Clara Nwachukwu and Michael Eboh
24 January 2013, Sweetcrude, Lagos – Apparently tired of trading blames with state governments over who to blame for the incessant pipelines vandalism and attendant economic losses, the Nigerian National Petroleum Corporation, NNPC, has accused security operatives detailed to monitor these pipelines of collusion with the vandals.
The accusation followed Wednesday fire outbreak on the now famous hotspot for vandalism, Systems 2B pipeline, which supplies refined petroleum products to states in Western Nigerian from Lagos up to Ilorin.
Equally accused were traditional rulers of the pipeline host communities, who were also conscripted into the monitoring programme.
Several calls to and text message to NNPC’s newly appointed spokesperson, Ms Tumini Green, as usual, were not responded to.
However, a senior official of the Pipelines and Products Marketing Company, PPMC, a subsidiary of the Corporation and operators of the pipelines, disclosed that the more challenging is the fact that the appointed monitors have also become the worse vandals.
“In the past, we have involved security agencies, members of the various communities, community leaders — obas, bales and chiefs, in policing of the pipelines at Arepo, yet there is no improvement.”
He added that “In most of the cases, these community leaders and security agencies become vandals themselves, making the situation worse than it was before. They later join in the vandalism of the pipelines, becoming worse than the vandals we were pursuing.”
Cat and mouse game
In the recent times, it had become a war of words between the NNPC and some state governments who argued that because of the huge costs involved in the repair of the damaged pipelines, the NNPC would prefer not to take adequate measures to protect its own facilities.
Indeed, the Department of Petroleum Resources, DPR, the oil and gas industry regulator, which described Arepo as “big business,” also accused both the NNPC and security operatives of lack of commitment in checking the menace of pipeline vandalism.
But the PPMC source insisted that effectively tackling the incidence of pipeline vandalism has gone beyond the control of the NNPC, because the Corporation had put in place a number of measures, including ensuring constant policing of the pipeline, which have yielded little results.
When challenged on the issue of collusion by security operatives at a joint meeting with industry operators summoned by the Minister of Petroleum Resources, Diezani Alison-Madueke, last year, the then Chief of Defence, Air Chief Marshal Oluseyi Petiri had retorted, “Give me proof and see whether we will not sanction such officers.”
Petiri had insisted that the accusations were merely wide allegations, which no one has been able to prove, while challenging the public to proof him wrong.
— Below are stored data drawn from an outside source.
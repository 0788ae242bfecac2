//! Recent-reading windows per patient and vital type.
//!
//! This is the ingestion side's buffer: the decision engine only ever sees
//! the window handed out by [`VitalWindows::push_and_take`].

use std::collections::VecDeque;
use std::time::Duration;

use dashmap::DashMap;

use crate::rules::AlertRules;
use crate::types::PatientId;
use crate::vitals::VitalSample;

type WindowKey = (PatientId, String);

/// Bounded sample buffers keyed by `(patient_id, vital_type)`.
///
/// Each key locks independently, so readings for different patients never
/// contend.
#[derive(Debug)]
pub struct VitalWindows {
    buffers: DashMap<WindowKey, VecDeque<VitalSample>>,
    capacity: usize,
    stale_after: chrono::Duration,
}

impl VitalWindows {
    pub fn new(capacity: usize, stale_after: Duration) -> Self {
        Self {
            buffers: DashMap::new(),
            capacity: capacity.max(1),
            stale_after: chrono::Duration::from_std(stale_after)
                .unwrap_or(chrono::Duration::MAX),
        }
    }

    /// Size windows for the longest streak in `rules`.
    pub fn for_rules(rules: &AlertRules) -> Self {
        Self::new(
            rules.max_window(),
            Duration::from_secs(rules.stale_after_seconds),
        )
    }

    /// Append `sample`, hand the window (oldest first) to `evaluate`, and
    /// clear the window if `evaluate` returns `Some`.
    ///
    /// The key stays locked for the whole call, so concurrent readings for
    /// the same patient and vital never evaluate the same streak twice.
    ///
    /// If the previous sample is older than the stale limit the window is
    /// restarted, so a streak never spans a gap in monitoring.
    pub fn push_and_take<T>(
        &self,
        patient_id: &str,
        vital_type: &str,
        sample: VitalSample,
        evaluate: impl FnOnce(&[VitalSample]) -> Option<T>,
    ) -> Option<T> {
        let mut buffer = self
            .buffers
            .entry((patient_id.to_string(), vital_type.to_string()))
            .or_insert_with(|| VecDeque::with_capacity(self.capacity));

        let stale = buffer
            .back()
            .is_some_and(|last| sample.timestamp - last.timestamp > self.stale_after);
        if stale {
            tracing::debug!(patient_id, vital_type, "Vital window stale, restarting");
            buffer.clear();
        }

        buffer.push_back(sample);
        while buffer.len() > self.capacity {
            buffer.pop_front();
        }

        let taken = evaluate(buffer.make_contiguous());
        if taken.is_some() {
            buffer.clear();
        }
        taken
    }

    /// Number of tracked `(patient, vital)` keys.
    pub fn len(&self) -> usize {
        self.buffers.len()
    }

    pub fn is_empty(&self) -> bool {
        self.buffers.is_empty()
    }
}

#[cfg(test)]
mod tests {
    use std::sync::atomic::{AtomicUsize, Ordering};
    use std::sync::Arc;

    use chrono::Utc;

    use super::*;

    /// Push without taking; returns the window as evaluated.
    fn push(windows: &VitalWindows, patient_id: &str, vital_type: &str, sample: VitalSample) -> Vec<VitalSample> {
        let mut seen = Vec::new();
        windows.push_and_take(patient_id, vital_type, sample, |window| {
            seen = window.to_vec();
            None::<()>
        });
        seen
    }

    #[test]
    fn keeps_only_capacity_newest_samples() {
        let windows = VitalWindows::new(3, Duration::from_secs(120));
        let now = Utc::now();
        let mut last = Vec::new();
        for i in 0..5i64 {
            last = push(
                &windows,
                "p1",
                "heart_rate",
                VitalSample::new(i as f64, now + chrono::Duration::seconds(i)),
            );
        }
        let values: Vec<f64> = last.iter().map(|s| s.value).collect();
        assert_eq!(values, vec![2.0, 3.0, 4.0]);
    }

    #[test]
    fn stale_gap_restarts_window() {
        let windows = VitalWindows::new(3, Duration::from_secs(120));
        let now = Utc::now();
        push(&windows, "p1", "heart_rate", VitalSample::new(190.0, now));
        push(
            &windows,
            "p1",
            "heart_rate",
            VitalSample::new(190.0, now + chrono::Duration::seconds(5)),
        );
        let window = push(
            &windows,
            "p1",
            "heart_rate",
            VitalSample::new(190.0, now + chrono::Duration::seconds(200)),
        );
        assert_eq!(window.len(), 1);
    }

    #[test]
    fn keys_are_independent() {
        let windows = VitalWindows::new(3, Duration::from_secs(120));
        let now = Utc::now();
        push(&windows, "p1", "heart_rate", VitalSample::new(1.0, now));
        push(&windows, "p2", "heart_rate", VitalSample::new(2.0, now));
        let p1 = push(&windows, "p1", "spo2", VitalSample::new(3.0, now));
        assert_eq!(p1.len(), 1);
        assert_eq!(windows.len(), 3);
    }

    #[test]
    fn taken_window_is_cleared() {
        let windows = VitalWindows::new(3, Duration::from_secs(120));
        let now = Utc::now();
        push(&windows, "p1", "heart_rate", VitalSample::new(1.0, now));
        let taken = windows.push_and_take("p1", "heart_rate", VitalSample::new(2.0, now), |w| {
            Some(w.len())
        });
        assert_eq!(taken, Some(2));

        let window = push(&windows, "p1", "heart_rate", VitalSample::new(3.0, now));
        assert_eq!(window.len(), 1);
    }

    #[test]
    fn concurrent_pushes_take_a_full_window_once() {
        for _ in 0..200 {
            let windows = Arc::new(VitalWindows::new(3, Duration::from_secs(120)));
            let now = Utc::now();
            push(&windows, "p1", "heart_rate", VitalSample::new(190.0, now));
            push(&windows, "p1", "heart_rate", VitalSample::new(190.0, now));

            let taken = Arc::new(AtomicUsize::new(0));
            let handles: Vec<_> = (0..2)
                .map(|_| {
                    let windows = Arc::clone(&windows);
                    let taken = Arc::clone(&taken);
                    std::thread::spawn(move || {
                        let full = windows.push_and_take(
                            "p1",
                            "heart_rate",
                            VitalSample::new(190.0, now),
                            |w| (w.len() == 3).then_some(()),
                        );
                        if full.is_some() {
                            taken.fetch_add(1, Ordering::SeqCst);
                        }
                    })
                })
                .collect();
            for handle in handles {
                handle.join().unwrap();
            }

            // Two samples were waiting, so exactly one of the two readings
            // completes the streak and the other starts a new one.
            assert_eq!(taken.load(Ordering::SeqCst), 1);
        }
    }
}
The joint meeting on pipeline security has largely not yielded any results, as vandals have continued to sabotage pipelines carrying both refined petroleum products and crude to various destinations around the country.
The PPMC estimated that about the economy had lost about $1.03billion or N165billion between 2009 and 2012 to pipeline vandalism, which our source noted is a reflection of the security situation in Nigeria.
While calling on the federal government to intervene quickly in addressing the situation so as to save the country from further embarrassment, the source also confirmed that the PPMC had deployed a team of firefighters to put out the fire.
“The fire is now under control, and our maintenance crew has also been deployed to the area to fix the vandalised pipeline, so as to restore the supply of petroleum products across the country,” he added.